Infectious diseases are prevalent in resource-limited regions with restricted access to health care. Nucleic acid testing is the gold standard for pathogen diagnosis. However, traditional methods are resource-intensive, which limits their use in point-of-care settings. Microfluidic technologies, such as the immiscible phase filtration-assisted system (IFAST) using paramagnetic particles (PMPs), simplify nucleic acid extraction but face barrier stability issues. The interface between the aqueous and oil phases in current IFAST systems is destabilized under the conditions required for efficient RNA extraction. These conditions include the use of reagents containing high concentrations of surfactants and organic solvents, as well as thermal treatment, which reduces the operational stability, reproducibility, and compatibility of the current IFAST systems. We developed a high-transition-temperature (HTT) paraffin-embedded IFAST-based device to improve barrier stability and extraction efficiency. HTT paraffin remains semi-solid at 65 °C, providing a robust barrier during the thermal lysis and RT-LAMP processes.
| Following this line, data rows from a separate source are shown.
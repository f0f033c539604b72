//! # fusion-ledger
//!
//! **Balances the settlement engine moves and charges.**
//!
//! ## Architecture
//!
//! - [`TokenLedger`]: balances, allowances and permit nonces per token
//! - [`CreditLedger`]: per-resolver fee credit; mutated only through the
//!   [`FeeBankAccess`] and [`FeeChargerAccess`] capabilities
//! - [`FeeBank`]: fee token custody, deposits, withdrawals, fee sweeping
//! - [`Checkpoint`] / [`atomically`]: snapshot and restore so that a failed
//!   settlement leaves no trace
//!
//! State is plain owned data. Nothing here is global; each engine instance
//! owns its own ledgers, so independent scenarios never share balances.

pub mod checkpoint;
pub mod credit;
pub mod fee_bank;
pub mod permits;
pub mod token_ledger;

pub use checkpoint::{Checkpoint, atomically};
pub use credit::{CreditAccess, CreditLedger, FeeBankAccess, FeeChargerAccess};
pub use fee_bank::FeeBank;
pub use permits::{PermitSigner, verify_permit};
pub use token_ledger::TokenLedger;

/// The token and credit ledgers a settlement mutates together.
#[derive(Debug, Clone)]
pub struct Ledgers {
    pub tokens: TokenLedger,
    pub credits: CreditLedger,
}

impl Ledgers {
    /// Empty ledgers plus the capabilities for the credit ledger.
    #[must_use]
    pub fn new() -> (Self, CreditAccess) {
        let (credits, access) = CreditLedger::new();
        (
            Self {
                tokens: TokenLedger::new(),
                credits,
            },
            access,
        )
    }
}
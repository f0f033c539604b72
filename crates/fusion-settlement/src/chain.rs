//! Decoded settlement chains.
//!
//! On the wire a chain is nested: each fill's taker interaction carries the
//! next fill's calldata, and the deepest one carries the resolver's calls.
//! Decoding walks that nesting once, up front, into a flat list so that
//! execution is a loop over links rather than recursion:
//!
//! ```text
//! FillOrderArgs(A) ─ interaction ─▶ FillOrderArgs(B) ─ interaction ─▶ … ─▶ [calls]
//!          ⇣ decode
//! SettlementChain { links: [A, B, …], calls }
//! ```
//!
//! Every interaction must name the resolver that started the chain, and
//! the number of links is bounded.

use fusion_types::{
    Address, Amount, FillOrderArgs, FusionError, Order, ResolverCall, ResolverInteraction,
    Result, TakerTraits,
};

/// One fill in a chain, without its interaction.
#[derive(Debug, Clone, PartialEq, Eq)]
pub struct ChainLink {
    pub order: Order,
    pub amount: Amount,
    pub taker_traits: TakerTraits,
}

/// Fills in nesting order (outermost first) plus the innermost calls.
#[derive(Debug, Clone, PartialEq, Eq)]
pub struct SettlementChain {
    pub resolver: Address,
    pub links: Vec<ChainLink>,
    pub calls: Vec<ResolverCall>,
}

impl SettlementChain {
    /// Walk nested calldata for a chain started by `resolver`.
    ///
    /// # Errors
    /// - `MalformedCalldata` on any undecodable level
    /// - `ForeignResolverInteraction` if a level names another resolver
    /// - `ChainTooDeep` past `max_depth` links
    pub fn decode(resolver: Address, calldata: &[u8], max_depth: usize) -> Result<Self> {
        let mut links = Vec::new();
        let mut next = calldata.to_vec();
        loop {
            if links.len() >= max_depth {
                return Err(FusionError::ChainTooDeep { max_depth });
            }
            let args = FillOrderArgs::decode(&next)?;
            let interaction = ResolverInteraction::decode(&args.interaction)?;
            if interaction.resolver != resolver {
                return Err(FusionError::ForeignResolverInteraction {
                    target: interaction.resolver,
                    resolver,
                });
            }
            links.push(ChainLink {
                order: args.order,
                amount: args.amount,
                taker_traits: args.taker_traits,
            });
            if interaction.innermost {
                let calls = ResolverCall::decode_all(&interaction.data)?;
                return Ok(Self {
                    resolver,
                    links,
                    calls,
                });
            }
            next = interaction.data;
        }
    }

    /// Nest the chain back into calldata, innermost first.
    pub fn encode(&self) -> Result<Vec<u8>> {
        let Some((last, outer)) = self.links.split_last() else {
            return Err(FusionError::malformed("settlement chain", "no links"));
        };
        let mut interaction = ResolverInteraction::innermost(self.resolver, &self.calls)?;
        let mut args = link_args(last, &interaction);
        for link in outer.iter().rev() {
            interaction = ResolverInteraction::chain(self.resolver, &args)?;
            args = link_args(link, &interaction);
        }
        args.encode()
    }
}

fn link_args(link: &ChainLink, interaction: &ResolverInteraction) -> FillOrderArgs {
    FillOrderArgs {
        order: link.order.clone(),
        amount: link.amount,
        taker_traits: link.taker_traits,
        interaction: interaction.encode(),
    }
}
At 75 °C, the device maintained compartment integrity and reduced carryover during the nucleic acid-bound magnetic particle transfer. Testing with SARS-CoV-2 samples showed detection of as little as 1 copy/μL of the viral genome without false positives. By integrating RNA extraction and colorimetric RT-LAMP detection, this device provided rapid on-site testing, advancing accessible and effective disease management in regions that require rapid diagnostics.